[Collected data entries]
********************

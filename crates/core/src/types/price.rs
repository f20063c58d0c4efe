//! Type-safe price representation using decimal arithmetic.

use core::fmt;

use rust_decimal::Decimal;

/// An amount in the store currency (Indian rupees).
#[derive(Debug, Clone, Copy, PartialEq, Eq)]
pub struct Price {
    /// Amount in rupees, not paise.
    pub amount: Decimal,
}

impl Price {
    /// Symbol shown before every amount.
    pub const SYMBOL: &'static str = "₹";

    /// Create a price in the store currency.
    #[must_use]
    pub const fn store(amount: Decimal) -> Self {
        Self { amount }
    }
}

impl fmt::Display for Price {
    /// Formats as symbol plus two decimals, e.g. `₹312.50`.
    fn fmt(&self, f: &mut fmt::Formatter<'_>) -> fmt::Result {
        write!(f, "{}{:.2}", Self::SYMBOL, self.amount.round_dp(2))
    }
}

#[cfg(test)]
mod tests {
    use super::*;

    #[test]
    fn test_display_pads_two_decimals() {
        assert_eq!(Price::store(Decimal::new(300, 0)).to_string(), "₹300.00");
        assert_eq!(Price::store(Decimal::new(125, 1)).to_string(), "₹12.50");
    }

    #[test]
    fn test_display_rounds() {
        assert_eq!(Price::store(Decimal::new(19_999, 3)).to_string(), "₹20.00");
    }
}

********************

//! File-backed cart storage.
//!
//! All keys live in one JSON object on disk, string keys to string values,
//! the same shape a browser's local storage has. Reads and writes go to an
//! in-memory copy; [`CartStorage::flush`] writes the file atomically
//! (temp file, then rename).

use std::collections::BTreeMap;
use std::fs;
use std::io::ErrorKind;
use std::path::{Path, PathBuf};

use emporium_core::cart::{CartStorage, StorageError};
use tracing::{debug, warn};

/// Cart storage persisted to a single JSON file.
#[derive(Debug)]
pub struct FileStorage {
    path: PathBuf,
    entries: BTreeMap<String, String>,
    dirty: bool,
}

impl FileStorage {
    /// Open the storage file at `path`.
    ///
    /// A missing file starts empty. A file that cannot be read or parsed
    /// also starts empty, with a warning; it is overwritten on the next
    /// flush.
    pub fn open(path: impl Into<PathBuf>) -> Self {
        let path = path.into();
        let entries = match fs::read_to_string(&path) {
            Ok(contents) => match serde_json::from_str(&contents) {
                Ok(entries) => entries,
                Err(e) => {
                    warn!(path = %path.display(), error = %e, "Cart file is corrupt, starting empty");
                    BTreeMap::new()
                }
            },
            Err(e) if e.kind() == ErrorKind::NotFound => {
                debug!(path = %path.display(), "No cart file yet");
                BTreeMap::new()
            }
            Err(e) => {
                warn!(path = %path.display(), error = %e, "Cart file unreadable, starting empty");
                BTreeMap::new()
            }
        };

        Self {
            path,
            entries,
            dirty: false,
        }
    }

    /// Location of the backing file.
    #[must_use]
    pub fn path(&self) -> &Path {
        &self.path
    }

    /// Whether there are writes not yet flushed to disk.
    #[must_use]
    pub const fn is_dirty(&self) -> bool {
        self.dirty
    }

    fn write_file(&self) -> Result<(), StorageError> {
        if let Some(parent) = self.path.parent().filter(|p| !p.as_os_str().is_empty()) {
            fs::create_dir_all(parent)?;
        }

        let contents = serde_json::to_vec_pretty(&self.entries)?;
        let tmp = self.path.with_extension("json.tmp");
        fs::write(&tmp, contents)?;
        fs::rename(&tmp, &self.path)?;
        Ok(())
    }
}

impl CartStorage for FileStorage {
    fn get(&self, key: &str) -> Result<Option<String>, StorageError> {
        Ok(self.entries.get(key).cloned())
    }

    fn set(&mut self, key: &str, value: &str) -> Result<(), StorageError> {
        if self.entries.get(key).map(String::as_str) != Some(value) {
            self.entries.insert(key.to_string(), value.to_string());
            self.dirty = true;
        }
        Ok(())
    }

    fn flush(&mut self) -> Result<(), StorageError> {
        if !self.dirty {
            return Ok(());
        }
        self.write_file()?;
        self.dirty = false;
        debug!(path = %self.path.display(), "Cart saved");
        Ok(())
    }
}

********************

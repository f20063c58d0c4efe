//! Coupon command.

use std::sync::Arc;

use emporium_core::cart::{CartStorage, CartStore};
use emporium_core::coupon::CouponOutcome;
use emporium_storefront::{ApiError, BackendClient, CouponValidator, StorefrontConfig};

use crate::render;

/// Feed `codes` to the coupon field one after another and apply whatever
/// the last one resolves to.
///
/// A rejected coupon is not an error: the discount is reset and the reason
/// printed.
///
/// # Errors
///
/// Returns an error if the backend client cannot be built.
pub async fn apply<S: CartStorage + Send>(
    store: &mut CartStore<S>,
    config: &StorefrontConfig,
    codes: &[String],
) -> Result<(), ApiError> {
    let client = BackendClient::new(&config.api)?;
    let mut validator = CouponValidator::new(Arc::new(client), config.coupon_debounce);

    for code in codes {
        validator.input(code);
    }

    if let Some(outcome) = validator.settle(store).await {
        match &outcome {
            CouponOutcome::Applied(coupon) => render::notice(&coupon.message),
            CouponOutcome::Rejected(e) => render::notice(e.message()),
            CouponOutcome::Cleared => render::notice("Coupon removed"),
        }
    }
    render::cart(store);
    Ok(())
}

********************

Instructions for the task | In the data, find how many lines hold the string "contents", and answer with the number only.

Finished exercise | 3